Perutz with his hemoglobin molecule, 1959. Image credit: Life Sciences Foundation.
[Part II of our survey of the life of Max Perutz, this time focusing on the years 1941-2002. Published in commemoration of the Perutz centenary, May 2014.]
Knowing that his parents were safe from Nazi persecution and able to return to the United States, circumstances began improving for Max Perutz. The Rockefeller Foundation reactivated his grant, allowing him to support himself while stateside as well as his parents in Cambridge, England. Perutz’s father was also able to find work as a laser operator during the war and afterwards qualified for a pension.
In September 1941, Perutz met Gisela Peiser, who was an accountant at the Society for the Protection of Science and Learning, an organization that assisted Jewish and other academic refugees fleeing from the Nazis. After a quick courtship, they were married the following March and, in December 1944, welcomed their daughter Vivien into the world. That same year, Perutz also found himself back in good stead with the British government and recruited to research ice strength for potential ice stations in the North Atlantic. The research did not work out, so Perutz returned to his work on hemoglobin at Cambridge. The next few years were spent trying to put together a secure source of income for him and his growing family. In the interim, he took out more loans and found a temporary fellowship.
Meanwhile, Perutz’s health continued to suffer. As his chronic gastrointestinal attacks became more unbearable, interfering with his daily activities more and more, Perutz began to seek out help. Most doctors he saw told him it was a psychological problem, but eventually one doctor recognized that the symptoms could be treated by a mixture of atropine and codeine. The remedy helped enough for Perutz to live more or less undisturbed by the problem for several years, though eventually that would change.
Perutz and John Kendrew, 1962. Image credit: Nobel Foundation.
In 1947, the war now completed, Perutz, along with John Kendrew, was appointed to head the new Research Unit for the Study of the Molecular Structure of Biological Systems (Perutz later shortened the unit’s name to Molecular Biology Research) at the recently established Medical Research Council. Situated at the Cavendish Laboratory in the physics department, the group expanded on Perutz’s earlier application of x-ray crystallography to biological materials. Perutz, in this new administrative role, described his lab management as one where he would “leave people free to do what they wanted…if they were good scientists.”

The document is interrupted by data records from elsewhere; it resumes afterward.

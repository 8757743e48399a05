use super::*;

use crate::audio::decode::AudioPcm;
use crate::foundation::core::AspectRatio;
use crate::scene::model::VisualEffect;
use crate::scene::style::SubtitleAnimation;

fn png(path: &Path, w: u32, h: u32, rgba: [u8; 4]) {
    image::RgbaImage::from_pixel(w, h, image::Rgba(rgba))
        .save_with_format(path, image::ImageFormat::Png)
        .unwrap();
}

fn timeline(durations: &[f64]) -> Arc<Timeline> {
    Arc::new(Timeline::from_decoded(durations.iter().enumerate().map(
        |(i, d)| {
            (
                SceneId(format!("s{i}")),
                AudioPcm {
                    sample_rate: 100,
                    channels: 1,
                    interleaved_f32: vec![0.0; (d * 100.0) as usize],
                },
            )
        },
    )))
}

fn project(scenes: Vec<Scene>) -> Project {
    let mut p = Project::new("t", scenes);
    p.aspect_ratio = AspectRatio::Square;
    p.subtitles.visible = false;
    p
}

#[test]
fn frame_has_canvas_size_and_shows_active_scene_image() {
    let dir = tempfile::tempdir().unwrap();
    png(&dir.path().join("red.png"), 8, 8, [255, 0, 0, 255]);
    png(&dir.path().join("blue.png"), 8, 8, [0, 0, 255, 255]);
    let p = project(vec![
        Scene::new("s0", "a b").with_media("red.png"),
        Scene::new("s1", "c d").with_media("blue.png"),
    ]);
    let mut engine = RenderEngine::new(&p, dir.path(), timeline(&[1.0, 1.0]), RenderOpts::default());
    engine.preload();

    let f = engine.render_frame(0.5, 0.0);
    assert_eq!((f.width, f.height), (1080, 1080));
    assert_eq!(f.data.len(), 1080 * 1080 * 4);
    assert_eq!(f.pixel(540, 540), Some([255, 0, 0, 255]));

    let f = engine.render_frame(1.5, 0.0);
    assert_eq!(f.pixel(540, 540), Some([0, 0, 255, 255]));

    // Past the end the last scene stays on screen.
    let f = engine.render_frame(9.0, 0.0);
    assert_eq!(f.pixel(540, 540), Some([0, 0, 255, 255]));
}

#[test]
fn missing_visual_renders_black_without_error() {
    let dir = tempfile::tempdir().unwrap();
    let p = project(vec![Scene::new("s0", "x").with_media("nope.png")]);
    let mut engine = RenderEngine::new(&p, dir.path(), timeline(&[1.0]), RenderOpts::default());
    for t in [0.0, 0.5, 0.9] {
        let f = engine.render_frame(t, t);
        assert_eq!(f.pixel(10, 10), Some([0, 0, 0, 255]));
    }
    assert_eq!(engine.warned_scenes.len(), 1);
}

#[test]
fn pan_right_uncovers_the_left_edge_at_full_progress() {
    let dir = tempfile::tempdir().unwrap();
    png(&dir.path().join("w.png"), 4, 4, [255, 255, 255, 255]);
    let p = project(vec![
        Scene::new("s0", "x")
            .with_media("w.png")
            .with_effect(VisualEffect::PanRight),
    ]);
    let mut engine = RenderEngine::new(&p, dir.path(), timeline(&[1.0]), RenderOpts::default());
    let start = engine.render_frame(0.0, 0.0);
    assert_eq!(start.pixel(20, 540), Some([255, 255, 255, 255]));
    let end = engine.render_frame(1.0, 0.0);
    assert_eq!(end.pixel(20, 540), Some([0, 0, 0, 255]));
    assert_eq!(end.pixel(400, 540), Some([255, 255, 255, 255]));
}

#[test]
fn cta_scene_ignores_its_camera_move() {
    let dir = tempfile::tempdir().unwrap();
    png(&dir.path().join("w.png"), 4, 4, [255, 255, 255, 255]);
    let mut scene = Scene::new("s0", "buy now")
        .with_media("w.png")
        .with_effect(VisualEffect::PanRight);
    scene.is_cta = true;
    let mut engine = RenderEngine::new(
        &project(vec![scene]),
        dir.path(),
        timeline(&[1.0]),
        RenderOpts::default(),
    );
    let end = engine.render_frame(1.0, 0.0);
    assert_eq!(end.pixel(20, 540), Some([255, 255, 255, 255]));
}

#[test]
fn watermark_sits_in_the_top_right_corner() {
    let dir = tempfile::tempdir().unwrap();
    png(&dir.path().join("logo.png"), 10, 10, [255, 255, 255, 255]);
    let mut p = project(vec![Scene::new("s0", "x")]);
    p.watermark = Some("logo.png".to_owned());
    let mut engine = RenderEngine::new(&p, dir.path(), timeline(&[1.0]), RenderOpts::default());
    let f = engine.render_frame(0.0, 0.0);
    // 18% of 1080 wide, inset by 3%: spans x in [853, 1048), y in [32, 227).
    let [r, _, _, a] = f.pixel(950, 120).unwrap();
    assert_eq!(a, 255);
    assert!(r > 200 && r < 230, "85% white over black, got {r}");
    assert_eq!(f.pixel(100, 120), Some([0, 0, 0, 255]));
}

#[test]
fn subtitle_frames_render_with_every_animation() {
    let dir = tempfile::tempdir().unwrap();
    let mut p = project(vec![Scene::new("s0", "one two three four")]);
    p.subtitles.visible = true;
    p.subtitles.background_opacity = 0.5;
    let mut engine = RenderEngine::new(&p, dir.path(), timeline(&[2.0]), RenderOpts::default());
    for animation in [
        SubtitleAnimation::None,
        SubtitleAnimation::Pop,
        SubtitleAnimation::Fade,
        SubtitleAnimation::Bounce,
        SubtitleAnimation::Typewriter,
        SubtitleAnimation::Glow,
    ] {
        engine.set_style(SubtitleStyle {
            animation,
            ..engine.style().clone()
        });
        let f = engine.render_frame(0.7, 1.3);
        assert_eq!(f.data.len(), 1080 * 1080 * 4);
    }
}

#[test]
fn canvas_override_sets_output_size() {
    let dir = tempfile::tempdir().unwrap();
    png(&dir.path().join("red.png"), 8, 8, [255, 0, 0, 255]);
    let p = project(vec![Scene::new("s0", "a").with_media("red.png")]);
    let opts = RenderOpts {
        canvas: Some(Canvas {
            width: 64,
            height: 36,
        }),
        ..RenderOpts::default()
    };
    let mut engine = RenderEngine::new(&p, dir.path(), timeline(&[1.0]), opts);
    assert_eq!(engine.canvas().width, 64);
    let f = engine.render_frame(0.2, 0.0);
    assert_eq!((f.width, f.height), (64, 36));
    assert_eq!(f.pixel(32, 18), Some([255, 0, 0, 255]));
}

#[test]
fn oversized_canvas_override_falls_back_to_the_project_canvas() {
    let dir = tempfile::tempdir().unwrap();
    let p = project(vec![Scene::new("s0", "a")]);
    let opts = RenderOpts {
        canvas: Some(Canvas {
            width: 70_000,
            height: 16,
        }),
        ..RenderOpts::default()
    };
    let engine = RenderEngine::new(&p, dir.path(), timeline(&[1.0]), opts);
    let expected = p.canvas();
    assert_eq!(
        (engine.canvas().width, engine.canvas().height),
        (expected.width, expected.height)
    );
}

One of the several student researchers that came through the lab was Francis Crick, who started work in 1949. Perutz had Crick look at the validity of his hemoglobin model, which was the culmination of roughly six years of research. Crick applied his mathematical training to show that the model was “nonsense.” Perutz accepted Crick’s assessment and later reflected that only in England at that time could a student be so critical of their principal investigator. Crick was eventually drawn away from hemoglobin research by James Watson, who came to the lab in 1951 to work under Kendrew on molecular structure, but his impact on the development of Perutz’s hemoglobin structure was long-lived.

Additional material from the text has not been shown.